Data below:

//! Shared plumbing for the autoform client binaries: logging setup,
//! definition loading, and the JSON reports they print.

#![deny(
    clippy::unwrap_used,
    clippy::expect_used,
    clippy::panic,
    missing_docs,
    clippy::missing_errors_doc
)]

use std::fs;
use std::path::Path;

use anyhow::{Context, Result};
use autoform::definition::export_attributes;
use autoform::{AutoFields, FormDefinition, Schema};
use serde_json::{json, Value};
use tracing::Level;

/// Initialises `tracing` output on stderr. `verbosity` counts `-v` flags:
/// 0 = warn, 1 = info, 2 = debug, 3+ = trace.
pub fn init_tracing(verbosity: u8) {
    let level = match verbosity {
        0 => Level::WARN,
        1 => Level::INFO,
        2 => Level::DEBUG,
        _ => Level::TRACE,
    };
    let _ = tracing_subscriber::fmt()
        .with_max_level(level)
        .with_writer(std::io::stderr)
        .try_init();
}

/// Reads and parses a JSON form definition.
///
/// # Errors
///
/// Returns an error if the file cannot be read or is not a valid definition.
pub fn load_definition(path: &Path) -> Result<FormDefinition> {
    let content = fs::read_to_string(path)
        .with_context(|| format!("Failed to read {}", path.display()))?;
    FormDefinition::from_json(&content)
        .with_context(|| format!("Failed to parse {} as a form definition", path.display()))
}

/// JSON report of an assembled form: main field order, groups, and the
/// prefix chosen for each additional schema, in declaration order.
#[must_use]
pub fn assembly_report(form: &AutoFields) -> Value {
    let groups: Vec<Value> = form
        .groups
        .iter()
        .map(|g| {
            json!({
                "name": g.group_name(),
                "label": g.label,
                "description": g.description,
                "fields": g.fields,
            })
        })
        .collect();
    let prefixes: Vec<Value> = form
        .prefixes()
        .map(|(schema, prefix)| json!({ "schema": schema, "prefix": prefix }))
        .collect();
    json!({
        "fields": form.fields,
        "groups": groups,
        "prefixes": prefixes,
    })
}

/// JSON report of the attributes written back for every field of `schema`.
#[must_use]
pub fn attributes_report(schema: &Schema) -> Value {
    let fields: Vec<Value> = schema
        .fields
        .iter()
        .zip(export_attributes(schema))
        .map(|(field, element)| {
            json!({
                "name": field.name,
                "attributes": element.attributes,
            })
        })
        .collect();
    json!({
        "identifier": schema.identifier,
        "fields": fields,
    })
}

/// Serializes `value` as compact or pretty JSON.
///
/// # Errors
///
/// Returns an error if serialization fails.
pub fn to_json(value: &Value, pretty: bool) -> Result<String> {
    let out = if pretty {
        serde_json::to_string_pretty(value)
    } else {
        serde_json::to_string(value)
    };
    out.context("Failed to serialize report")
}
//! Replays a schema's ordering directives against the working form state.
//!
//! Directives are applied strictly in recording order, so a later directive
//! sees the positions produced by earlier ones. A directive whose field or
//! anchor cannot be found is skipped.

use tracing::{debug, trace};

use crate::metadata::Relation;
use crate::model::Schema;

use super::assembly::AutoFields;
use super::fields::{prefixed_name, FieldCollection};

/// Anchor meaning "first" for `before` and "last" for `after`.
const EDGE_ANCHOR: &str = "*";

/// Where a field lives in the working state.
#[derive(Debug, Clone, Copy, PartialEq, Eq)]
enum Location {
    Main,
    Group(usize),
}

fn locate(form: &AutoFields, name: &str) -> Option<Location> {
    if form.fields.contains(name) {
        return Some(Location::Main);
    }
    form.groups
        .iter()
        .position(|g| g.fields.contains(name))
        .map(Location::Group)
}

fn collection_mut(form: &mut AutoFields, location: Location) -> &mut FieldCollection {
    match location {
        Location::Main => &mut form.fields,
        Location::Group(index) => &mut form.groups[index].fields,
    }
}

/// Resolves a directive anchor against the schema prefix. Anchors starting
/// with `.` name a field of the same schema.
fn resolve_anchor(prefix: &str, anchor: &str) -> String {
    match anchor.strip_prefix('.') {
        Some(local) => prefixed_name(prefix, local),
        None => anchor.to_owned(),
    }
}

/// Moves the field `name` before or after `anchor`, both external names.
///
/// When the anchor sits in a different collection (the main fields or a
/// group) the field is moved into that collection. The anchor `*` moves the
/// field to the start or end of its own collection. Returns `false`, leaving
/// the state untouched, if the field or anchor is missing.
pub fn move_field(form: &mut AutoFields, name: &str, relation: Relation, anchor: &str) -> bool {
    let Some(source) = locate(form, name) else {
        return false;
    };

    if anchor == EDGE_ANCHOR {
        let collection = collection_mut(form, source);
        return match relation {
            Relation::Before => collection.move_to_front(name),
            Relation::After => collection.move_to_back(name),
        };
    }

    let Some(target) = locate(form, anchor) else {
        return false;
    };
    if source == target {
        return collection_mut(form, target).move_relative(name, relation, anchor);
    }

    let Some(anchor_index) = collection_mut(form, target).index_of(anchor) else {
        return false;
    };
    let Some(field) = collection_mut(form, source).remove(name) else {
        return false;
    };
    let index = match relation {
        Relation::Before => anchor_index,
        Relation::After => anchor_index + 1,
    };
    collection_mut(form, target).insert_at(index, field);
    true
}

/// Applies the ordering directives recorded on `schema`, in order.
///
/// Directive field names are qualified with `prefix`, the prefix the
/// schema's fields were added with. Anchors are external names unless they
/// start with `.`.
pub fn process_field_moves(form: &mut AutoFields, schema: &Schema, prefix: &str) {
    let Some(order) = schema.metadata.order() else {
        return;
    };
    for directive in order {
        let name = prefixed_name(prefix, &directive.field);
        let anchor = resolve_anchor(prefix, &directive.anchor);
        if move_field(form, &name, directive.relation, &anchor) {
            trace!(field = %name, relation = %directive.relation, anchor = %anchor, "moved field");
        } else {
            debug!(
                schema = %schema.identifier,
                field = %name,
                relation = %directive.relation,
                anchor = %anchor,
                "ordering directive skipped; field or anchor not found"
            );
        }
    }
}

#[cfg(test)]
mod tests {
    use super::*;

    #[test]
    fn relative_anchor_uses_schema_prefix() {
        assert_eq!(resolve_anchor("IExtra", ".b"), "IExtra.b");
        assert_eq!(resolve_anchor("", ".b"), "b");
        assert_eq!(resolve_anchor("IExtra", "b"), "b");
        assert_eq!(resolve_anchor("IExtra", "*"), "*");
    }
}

End of Data.
Data below:

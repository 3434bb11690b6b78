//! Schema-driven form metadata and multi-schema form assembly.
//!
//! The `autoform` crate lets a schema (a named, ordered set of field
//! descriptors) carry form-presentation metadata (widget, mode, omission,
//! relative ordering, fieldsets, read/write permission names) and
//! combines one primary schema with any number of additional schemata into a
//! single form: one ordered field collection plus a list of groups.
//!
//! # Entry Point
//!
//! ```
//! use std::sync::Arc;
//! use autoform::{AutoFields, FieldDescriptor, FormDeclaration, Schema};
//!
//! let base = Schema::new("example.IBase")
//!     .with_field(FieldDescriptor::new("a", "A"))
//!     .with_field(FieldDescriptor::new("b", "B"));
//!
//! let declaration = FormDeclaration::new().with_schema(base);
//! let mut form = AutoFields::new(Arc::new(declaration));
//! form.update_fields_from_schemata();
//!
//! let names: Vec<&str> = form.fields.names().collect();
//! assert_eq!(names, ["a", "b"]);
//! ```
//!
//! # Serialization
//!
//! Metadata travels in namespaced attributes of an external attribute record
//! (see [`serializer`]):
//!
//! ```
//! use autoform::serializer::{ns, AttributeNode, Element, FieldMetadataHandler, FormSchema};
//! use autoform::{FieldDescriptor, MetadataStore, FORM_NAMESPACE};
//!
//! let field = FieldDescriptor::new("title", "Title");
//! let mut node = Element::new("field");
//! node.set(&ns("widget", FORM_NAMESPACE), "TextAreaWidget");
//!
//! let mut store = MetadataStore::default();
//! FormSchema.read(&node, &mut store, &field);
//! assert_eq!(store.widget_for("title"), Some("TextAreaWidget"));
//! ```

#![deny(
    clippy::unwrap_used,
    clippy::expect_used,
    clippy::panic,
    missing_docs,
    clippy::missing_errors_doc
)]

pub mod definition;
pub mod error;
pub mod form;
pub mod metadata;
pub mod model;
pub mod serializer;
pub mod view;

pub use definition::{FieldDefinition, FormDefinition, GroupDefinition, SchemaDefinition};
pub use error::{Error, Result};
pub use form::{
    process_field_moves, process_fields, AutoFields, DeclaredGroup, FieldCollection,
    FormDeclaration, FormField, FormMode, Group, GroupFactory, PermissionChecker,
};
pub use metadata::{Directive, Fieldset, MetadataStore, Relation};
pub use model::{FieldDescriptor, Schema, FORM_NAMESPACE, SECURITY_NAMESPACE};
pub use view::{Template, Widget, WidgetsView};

End of Data.

_Your assignment_
Tally the lines of the material that contain the word "FieldDescriptor" and say the number, nothing more.

_Written reply_
6